[Opening Provided records section]
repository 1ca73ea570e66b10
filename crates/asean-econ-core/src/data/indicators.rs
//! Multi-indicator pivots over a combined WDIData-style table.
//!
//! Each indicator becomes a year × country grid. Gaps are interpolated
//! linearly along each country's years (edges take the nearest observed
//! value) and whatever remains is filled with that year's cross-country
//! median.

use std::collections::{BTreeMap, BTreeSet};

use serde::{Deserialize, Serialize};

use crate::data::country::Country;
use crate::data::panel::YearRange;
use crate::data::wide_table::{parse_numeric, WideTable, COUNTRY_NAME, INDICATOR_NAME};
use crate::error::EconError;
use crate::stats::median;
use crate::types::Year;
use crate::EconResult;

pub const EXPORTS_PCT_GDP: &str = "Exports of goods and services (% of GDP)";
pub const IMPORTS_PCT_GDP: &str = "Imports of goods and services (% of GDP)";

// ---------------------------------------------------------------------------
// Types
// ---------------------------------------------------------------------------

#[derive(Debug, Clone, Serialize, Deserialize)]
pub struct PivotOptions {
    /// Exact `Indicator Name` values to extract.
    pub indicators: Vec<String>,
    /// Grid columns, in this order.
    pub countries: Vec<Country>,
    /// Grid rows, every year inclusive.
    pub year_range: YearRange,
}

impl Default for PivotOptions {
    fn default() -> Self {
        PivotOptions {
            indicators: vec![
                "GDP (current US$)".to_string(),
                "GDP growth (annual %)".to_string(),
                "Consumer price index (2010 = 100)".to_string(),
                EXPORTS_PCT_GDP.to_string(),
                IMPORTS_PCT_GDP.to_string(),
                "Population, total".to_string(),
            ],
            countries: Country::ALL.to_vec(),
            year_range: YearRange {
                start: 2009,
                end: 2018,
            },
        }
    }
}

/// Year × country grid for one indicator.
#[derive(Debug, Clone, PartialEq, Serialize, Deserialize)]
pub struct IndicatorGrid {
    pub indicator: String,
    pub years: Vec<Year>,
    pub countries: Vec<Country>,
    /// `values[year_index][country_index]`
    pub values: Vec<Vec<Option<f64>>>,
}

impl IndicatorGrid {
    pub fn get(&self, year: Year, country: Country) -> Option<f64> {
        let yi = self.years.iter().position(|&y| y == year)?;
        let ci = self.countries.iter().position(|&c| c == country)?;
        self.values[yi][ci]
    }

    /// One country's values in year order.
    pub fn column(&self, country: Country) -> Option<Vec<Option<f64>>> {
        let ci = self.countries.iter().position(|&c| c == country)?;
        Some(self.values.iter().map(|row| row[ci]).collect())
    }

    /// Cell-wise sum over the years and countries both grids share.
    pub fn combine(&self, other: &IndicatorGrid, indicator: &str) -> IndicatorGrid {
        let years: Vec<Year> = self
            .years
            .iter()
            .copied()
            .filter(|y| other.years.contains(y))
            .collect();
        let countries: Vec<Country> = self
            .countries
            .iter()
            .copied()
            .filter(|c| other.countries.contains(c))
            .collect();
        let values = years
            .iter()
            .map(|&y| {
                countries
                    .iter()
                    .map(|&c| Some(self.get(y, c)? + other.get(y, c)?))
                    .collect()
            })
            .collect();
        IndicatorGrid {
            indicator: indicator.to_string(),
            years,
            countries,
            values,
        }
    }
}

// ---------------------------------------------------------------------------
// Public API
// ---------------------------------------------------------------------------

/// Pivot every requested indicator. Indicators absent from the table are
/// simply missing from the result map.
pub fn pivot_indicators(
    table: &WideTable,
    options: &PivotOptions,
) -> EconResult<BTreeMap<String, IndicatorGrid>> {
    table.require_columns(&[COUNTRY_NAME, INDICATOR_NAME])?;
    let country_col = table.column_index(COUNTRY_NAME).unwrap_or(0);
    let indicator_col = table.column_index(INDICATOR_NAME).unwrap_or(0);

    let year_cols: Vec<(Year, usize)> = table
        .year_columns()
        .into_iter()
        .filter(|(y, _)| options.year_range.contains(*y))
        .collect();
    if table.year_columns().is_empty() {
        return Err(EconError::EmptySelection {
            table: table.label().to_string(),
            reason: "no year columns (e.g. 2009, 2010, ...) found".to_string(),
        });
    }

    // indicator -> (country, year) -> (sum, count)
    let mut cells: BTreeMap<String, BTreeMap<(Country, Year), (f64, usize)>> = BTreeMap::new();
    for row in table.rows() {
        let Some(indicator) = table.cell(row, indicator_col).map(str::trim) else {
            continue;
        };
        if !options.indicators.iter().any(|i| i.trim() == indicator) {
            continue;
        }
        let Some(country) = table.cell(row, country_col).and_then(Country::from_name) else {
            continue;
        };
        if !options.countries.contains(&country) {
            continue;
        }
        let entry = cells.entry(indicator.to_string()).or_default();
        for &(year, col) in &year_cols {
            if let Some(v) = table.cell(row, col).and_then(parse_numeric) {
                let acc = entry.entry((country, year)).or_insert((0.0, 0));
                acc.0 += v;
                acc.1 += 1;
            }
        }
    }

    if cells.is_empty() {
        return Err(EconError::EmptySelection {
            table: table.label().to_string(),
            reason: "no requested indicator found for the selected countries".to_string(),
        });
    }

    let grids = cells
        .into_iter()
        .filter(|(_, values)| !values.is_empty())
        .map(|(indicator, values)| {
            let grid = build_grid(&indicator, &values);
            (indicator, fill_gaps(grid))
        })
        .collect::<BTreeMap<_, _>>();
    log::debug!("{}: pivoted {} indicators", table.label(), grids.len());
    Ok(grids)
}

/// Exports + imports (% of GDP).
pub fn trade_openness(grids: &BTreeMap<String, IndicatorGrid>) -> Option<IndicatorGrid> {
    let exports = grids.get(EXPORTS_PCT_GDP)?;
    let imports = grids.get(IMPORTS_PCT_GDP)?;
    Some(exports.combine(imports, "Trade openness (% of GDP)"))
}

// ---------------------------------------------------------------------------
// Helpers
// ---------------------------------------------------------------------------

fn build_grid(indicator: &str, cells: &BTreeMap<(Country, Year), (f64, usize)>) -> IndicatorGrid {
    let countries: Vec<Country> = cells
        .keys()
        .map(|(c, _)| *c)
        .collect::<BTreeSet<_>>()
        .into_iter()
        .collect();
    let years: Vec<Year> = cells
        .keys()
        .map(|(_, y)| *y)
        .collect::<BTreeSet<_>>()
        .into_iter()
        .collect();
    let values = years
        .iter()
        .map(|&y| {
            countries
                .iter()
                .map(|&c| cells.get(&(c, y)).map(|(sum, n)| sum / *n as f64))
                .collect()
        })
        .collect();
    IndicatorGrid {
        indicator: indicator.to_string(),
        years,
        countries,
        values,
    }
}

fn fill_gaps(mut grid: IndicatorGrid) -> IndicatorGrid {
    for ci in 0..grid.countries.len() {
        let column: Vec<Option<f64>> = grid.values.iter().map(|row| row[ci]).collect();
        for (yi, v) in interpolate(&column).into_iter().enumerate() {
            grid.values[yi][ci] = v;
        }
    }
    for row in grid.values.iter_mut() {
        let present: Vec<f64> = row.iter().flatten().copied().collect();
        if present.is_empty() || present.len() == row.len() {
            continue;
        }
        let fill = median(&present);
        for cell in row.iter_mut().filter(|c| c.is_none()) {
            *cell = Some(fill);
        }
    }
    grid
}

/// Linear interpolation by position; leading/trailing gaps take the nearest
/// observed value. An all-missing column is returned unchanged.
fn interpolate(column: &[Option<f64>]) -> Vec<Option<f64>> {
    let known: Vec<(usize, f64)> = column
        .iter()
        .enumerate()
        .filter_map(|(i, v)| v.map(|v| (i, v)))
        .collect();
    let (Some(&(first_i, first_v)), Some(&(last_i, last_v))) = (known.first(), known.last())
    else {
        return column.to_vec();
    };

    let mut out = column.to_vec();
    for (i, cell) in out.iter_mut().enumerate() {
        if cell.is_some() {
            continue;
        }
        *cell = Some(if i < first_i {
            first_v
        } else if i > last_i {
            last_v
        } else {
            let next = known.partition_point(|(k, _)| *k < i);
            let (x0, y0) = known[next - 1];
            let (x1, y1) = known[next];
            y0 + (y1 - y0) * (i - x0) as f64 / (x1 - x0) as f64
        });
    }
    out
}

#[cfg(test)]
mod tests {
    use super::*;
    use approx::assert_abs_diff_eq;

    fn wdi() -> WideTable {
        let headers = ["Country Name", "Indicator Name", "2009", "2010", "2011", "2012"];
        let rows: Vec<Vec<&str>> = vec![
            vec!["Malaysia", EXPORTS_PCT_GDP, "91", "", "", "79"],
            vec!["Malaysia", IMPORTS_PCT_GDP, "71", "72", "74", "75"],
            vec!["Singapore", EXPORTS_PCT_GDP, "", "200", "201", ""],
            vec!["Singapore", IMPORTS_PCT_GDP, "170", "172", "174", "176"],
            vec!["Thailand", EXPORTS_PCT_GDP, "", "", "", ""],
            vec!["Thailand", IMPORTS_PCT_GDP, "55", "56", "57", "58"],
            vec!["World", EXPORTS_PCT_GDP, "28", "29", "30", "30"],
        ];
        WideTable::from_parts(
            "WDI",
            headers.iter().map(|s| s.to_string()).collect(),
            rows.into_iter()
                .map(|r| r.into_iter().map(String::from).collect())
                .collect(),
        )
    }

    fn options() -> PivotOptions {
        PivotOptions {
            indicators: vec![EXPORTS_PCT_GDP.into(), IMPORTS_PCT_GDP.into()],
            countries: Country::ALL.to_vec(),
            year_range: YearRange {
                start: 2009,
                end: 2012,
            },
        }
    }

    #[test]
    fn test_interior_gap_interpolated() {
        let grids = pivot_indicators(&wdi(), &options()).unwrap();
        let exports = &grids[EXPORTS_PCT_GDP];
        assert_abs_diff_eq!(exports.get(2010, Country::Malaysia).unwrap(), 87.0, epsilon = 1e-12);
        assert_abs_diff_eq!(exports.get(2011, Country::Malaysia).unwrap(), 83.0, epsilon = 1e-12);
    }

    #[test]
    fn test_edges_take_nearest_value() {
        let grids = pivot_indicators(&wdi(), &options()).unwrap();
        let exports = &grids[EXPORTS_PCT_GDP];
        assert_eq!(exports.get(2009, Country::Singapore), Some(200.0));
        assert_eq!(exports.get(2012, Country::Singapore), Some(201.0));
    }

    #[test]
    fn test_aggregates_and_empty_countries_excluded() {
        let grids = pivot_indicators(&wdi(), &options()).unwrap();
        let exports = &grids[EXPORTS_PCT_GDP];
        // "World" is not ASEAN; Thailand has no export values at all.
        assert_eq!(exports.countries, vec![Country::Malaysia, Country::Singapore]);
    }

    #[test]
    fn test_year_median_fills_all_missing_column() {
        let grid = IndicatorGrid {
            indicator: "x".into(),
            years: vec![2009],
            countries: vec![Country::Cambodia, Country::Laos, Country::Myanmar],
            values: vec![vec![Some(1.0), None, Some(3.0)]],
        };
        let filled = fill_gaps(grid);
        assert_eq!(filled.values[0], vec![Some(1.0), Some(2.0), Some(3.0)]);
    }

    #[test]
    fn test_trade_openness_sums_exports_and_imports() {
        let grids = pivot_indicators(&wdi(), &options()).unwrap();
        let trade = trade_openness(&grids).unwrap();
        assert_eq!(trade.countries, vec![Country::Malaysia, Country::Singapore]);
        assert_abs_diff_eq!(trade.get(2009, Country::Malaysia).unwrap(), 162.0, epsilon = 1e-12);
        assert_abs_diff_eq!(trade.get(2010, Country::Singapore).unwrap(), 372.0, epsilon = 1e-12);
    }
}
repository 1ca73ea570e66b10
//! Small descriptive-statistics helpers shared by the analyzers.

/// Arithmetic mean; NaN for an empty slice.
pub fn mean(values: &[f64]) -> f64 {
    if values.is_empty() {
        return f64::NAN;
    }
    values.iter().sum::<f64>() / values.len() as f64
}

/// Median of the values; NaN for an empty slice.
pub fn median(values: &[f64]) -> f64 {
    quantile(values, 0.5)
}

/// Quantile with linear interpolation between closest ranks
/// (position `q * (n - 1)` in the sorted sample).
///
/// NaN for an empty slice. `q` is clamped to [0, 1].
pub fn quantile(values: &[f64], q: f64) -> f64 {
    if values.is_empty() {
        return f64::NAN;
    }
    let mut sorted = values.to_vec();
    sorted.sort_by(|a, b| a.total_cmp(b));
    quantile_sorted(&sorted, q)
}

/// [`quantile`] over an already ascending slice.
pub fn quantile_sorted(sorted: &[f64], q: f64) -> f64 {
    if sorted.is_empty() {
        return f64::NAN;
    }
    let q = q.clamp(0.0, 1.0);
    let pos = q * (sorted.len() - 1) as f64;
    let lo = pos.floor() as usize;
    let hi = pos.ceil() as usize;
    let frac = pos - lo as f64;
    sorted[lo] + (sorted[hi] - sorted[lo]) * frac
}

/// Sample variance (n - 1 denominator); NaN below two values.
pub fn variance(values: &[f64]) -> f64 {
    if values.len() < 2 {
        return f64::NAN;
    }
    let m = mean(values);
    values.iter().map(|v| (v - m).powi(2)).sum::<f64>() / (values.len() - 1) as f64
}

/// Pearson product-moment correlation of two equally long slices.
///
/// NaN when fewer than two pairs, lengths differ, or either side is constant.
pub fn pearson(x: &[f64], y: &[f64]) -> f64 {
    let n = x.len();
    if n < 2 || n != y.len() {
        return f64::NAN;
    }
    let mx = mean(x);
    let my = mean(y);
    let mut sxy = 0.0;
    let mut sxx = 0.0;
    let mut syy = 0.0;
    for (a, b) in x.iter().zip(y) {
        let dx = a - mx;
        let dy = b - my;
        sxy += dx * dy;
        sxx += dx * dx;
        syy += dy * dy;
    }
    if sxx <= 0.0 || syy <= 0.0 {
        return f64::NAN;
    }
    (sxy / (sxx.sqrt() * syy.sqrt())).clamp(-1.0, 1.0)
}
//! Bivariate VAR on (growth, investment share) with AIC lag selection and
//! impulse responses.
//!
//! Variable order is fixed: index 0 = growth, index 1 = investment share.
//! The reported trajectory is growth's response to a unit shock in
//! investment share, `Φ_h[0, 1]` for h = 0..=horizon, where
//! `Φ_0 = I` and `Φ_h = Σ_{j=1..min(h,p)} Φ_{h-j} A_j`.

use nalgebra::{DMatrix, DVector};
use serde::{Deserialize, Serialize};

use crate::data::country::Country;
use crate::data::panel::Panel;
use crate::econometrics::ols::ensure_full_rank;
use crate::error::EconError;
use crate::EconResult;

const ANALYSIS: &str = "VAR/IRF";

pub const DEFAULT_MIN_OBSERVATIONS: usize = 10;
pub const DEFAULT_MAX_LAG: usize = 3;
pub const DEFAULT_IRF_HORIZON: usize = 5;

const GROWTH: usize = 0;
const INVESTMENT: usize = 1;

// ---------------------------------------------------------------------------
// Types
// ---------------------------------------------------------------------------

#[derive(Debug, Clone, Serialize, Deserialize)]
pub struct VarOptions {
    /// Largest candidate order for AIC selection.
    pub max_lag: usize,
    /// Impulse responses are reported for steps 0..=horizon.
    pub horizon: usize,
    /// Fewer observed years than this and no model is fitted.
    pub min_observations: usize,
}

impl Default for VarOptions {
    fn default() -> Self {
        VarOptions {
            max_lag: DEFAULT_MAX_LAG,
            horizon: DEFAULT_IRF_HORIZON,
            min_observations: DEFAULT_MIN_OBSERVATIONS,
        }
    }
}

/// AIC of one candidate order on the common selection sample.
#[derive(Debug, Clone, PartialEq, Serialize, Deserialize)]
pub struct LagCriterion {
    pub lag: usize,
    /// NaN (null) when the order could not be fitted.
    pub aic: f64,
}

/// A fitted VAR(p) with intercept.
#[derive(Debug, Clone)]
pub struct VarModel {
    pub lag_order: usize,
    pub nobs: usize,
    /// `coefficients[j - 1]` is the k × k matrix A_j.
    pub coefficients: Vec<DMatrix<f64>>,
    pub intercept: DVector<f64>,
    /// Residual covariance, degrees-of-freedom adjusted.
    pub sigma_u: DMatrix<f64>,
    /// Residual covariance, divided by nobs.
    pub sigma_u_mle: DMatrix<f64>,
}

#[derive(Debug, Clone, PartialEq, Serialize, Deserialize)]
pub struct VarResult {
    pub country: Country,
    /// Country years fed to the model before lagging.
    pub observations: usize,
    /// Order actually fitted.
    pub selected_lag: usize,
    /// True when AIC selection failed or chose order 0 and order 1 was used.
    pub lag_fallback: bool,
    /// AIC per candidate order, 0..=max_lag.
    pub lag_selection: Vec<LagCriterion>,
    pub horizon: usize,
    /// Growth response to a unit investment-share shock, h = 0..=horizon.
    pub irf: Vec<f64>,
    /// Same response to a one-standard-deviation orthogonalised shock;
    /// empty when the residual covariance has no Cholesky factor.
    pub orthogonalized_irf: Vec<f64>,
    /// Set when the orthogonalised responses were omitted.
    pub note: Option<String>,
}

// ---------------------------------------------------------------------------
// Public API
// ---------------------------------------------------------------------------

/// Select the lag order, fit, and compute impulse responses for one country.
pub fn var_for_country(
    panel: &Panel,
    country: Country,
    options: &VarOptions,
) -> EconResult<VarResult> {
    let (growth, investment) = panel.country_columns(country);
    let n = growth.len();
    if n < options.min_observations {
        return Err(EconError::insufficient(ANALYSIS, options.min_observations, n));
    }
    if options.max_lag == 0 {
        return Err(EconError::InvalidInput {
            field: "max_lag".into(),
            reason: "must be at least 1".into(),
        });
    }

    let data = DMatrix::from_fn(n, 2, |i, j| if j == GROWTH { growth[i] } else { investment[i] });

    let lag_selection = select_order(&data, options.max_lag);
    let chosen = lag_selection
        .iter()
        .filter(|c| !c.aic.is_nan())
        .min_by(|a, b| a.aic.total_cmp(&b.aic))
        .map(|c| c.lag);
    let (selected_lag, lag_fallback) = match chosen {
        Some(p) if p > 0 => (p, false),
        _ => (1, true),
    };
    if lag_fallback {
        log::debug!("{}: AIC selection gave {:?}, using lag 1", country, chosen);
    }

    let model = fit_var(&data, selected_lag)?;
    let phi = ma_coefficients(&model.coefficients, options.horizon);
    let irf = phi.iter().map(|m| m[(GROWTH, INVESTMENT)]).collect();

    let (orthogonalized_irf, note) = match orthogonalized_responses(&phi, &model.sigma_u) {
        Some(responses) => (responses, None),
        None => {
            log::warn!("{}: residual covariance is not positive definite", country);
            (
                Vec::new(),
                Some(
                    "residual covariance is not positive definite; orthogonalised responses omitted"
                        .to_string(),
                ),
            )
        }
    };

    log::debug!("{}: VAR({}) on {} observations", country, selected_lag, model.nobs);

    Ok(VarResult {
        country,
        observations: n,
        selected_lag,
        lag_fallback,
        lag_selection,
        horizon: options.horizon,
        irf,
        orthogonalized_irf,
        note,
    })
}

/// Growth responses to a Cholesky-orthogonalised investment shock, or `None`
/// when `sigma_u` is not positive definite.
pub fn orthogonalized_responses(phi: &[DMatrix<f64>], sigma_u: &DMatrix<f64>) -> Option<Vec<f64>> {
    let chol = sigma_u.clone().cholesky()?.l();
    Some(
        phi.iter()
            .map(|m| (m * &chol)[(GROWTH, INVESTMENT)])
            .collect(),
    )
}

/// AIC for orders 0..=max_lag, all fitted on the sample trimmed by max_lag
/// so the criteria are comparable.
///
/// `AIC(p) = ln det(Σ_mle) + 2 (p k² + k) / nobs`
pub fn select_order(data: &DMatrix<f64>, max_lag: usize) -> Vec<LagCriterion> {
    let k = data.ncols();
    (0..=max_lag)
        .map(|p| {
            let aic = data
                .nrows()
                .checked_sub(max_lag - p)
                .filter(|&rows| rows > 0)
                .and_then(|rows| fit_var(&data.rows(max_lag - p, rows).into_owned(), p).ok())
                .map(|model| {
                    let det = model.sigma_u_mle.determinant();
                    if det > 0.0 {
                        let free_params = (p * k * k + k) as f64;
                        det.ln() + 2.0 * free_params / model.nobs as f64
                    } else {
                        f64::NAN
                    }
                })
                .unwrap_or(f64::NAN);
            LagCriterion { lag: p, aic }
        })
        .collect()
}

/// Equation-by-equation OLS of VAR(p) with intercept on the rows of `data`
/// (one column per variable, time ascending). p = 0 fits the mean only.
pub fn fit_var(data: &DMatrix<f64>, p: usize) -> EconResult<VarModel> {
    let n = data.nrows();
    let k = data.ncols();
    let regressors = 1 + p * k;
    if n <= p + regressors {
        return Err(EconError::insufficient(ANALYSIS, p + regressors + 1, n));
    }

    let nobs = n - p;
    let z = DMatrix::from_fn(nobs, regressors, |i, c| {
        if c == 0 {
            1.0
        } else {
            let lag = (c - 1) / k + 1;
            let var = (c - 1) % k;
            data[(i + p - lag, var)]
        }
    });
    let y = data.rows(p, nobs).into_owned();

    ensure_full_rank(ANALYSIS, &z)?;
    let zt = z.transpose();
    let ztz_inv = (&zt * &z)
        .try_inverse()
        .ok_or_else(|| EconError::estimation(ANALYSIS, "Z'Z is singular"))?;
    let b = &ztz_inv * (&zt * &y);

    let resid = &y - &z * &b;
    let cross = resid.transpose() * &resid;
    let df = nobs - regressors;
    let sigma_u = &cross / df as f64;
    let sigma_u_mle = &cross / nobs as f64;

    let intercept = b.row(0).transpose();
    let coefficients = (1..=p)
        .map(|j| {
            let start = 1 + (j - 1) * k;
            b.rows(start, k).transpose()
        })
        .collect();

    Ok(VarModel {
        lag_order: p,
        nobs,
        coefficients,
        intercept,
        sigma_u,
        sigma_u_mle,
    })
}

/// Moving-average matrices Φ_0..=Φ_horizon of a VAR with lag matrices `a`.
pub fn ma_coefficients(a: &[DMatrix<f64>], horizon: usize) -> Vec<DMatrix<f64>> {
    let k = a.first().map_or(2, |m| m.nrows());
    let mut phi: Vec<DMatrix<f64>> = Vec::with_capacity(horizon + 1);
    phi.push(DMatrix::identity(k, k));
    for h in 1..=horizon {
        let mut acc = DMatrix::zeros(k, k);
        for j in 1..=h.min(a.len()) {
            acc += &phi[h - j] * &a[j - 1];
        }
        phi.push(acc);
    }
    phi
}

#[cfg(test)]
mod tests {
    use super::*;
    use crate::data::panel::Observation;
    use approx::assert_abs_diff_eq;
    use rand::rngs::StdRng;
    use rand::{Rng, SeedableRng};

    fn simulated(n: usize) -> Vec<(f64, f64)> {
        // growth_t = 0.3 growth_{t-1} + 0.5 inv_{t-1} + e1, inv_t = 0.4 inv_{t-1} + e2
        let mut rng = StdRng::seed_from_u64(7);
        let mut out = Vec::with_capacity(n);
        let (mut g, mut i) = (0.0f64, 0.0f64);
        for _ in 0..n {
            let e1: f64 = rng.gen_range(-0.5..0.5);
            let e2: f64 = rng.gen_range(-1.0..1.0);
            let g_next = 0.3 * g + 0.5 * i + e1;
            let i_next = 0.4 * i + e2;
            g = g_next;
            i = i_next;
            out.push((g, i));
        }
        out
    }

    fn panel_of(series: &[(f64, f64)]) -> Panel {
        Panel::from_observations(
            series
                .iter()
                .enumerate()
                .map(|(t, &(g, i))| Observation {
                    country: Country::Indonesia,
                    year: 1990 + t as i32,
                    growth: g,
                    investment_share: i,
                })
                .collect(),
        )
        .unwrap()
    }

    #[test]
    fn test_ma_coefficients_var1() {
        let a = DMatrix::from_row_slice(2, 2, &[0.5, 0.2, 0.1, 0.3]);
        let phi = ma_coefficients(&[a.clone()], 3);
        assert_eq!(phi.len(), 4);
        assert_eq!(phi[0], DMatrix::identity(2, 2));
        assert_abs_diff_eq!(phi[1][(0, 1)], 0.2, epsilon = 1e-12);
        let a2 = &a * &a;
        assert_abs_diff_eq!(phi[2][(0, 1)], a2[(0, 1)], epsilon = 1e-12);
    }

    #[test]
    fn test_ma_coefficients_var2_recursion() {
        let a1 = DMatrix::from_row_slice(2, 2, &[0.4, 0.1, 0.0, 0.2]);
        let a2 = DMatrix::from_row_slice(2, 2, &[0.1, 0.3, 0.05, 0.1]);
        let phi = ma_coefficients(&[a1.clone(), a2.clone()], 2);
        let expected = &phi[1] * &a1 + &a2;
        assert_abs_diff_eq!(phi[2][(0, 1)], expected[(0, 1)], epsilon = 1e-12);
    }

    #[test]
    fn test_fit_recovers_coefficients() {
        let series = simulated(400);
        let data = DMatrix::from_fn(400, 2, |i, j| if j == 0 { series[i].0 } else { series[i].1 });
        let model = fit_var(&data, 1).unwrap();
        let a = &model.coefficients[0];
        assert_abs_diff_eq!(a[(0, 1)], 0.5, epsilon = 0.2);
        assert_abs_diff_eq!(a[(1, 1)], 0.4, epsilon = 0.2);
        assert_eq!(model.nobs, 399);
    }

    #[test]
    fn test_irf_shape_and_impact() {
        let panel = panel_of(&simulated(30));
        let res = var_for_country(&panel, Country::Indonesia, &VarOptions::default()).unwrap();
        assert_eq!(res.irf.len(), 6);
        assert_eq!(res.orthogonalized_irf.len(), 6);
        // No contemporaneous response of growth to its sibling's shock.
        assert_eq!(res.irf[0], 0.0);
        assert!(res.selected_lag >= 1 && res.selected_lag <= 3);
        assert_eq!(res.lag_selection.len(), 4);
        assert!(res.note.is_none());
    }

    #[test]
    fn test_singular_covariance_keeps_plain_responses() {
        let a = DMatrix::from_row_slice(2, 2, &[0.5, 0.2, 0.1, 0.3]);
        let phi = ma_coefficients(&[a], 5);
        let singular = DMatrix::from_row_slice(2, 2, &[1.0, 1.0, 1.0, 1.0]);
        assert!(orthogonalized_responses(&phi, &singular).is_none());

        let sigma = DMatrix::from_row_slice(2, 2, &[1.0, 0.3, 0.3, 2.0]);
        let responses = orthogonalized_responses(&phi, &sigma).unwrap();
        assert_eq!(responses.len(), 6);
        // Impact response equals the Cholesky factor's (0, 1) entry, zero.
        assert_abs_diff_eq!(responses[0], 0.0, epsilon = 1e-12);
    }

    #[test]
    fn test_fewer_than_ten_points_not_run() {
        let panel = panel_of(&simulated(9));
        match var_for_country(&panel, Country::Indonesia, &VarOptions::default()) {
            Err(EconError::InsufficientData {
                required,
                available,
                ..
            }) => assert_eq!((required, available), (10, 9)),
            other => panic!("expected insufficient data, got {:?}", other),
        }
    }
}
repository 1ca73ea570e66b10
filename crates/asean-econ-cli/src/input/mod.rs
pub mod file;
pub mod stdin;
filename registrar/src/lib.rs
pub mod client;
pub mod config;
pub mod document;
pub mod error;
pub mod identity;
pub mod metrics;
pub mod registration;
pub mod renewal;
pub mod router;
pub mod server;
[Closing Provided records section]
* What the exercise asks
When the string "frac" appears in a line of the records above, that line is to be copied.

* Task output
    let frac = pos - lo as f64;
    sorted[lo] + (sorted[hi] - sorted[lo]) * frac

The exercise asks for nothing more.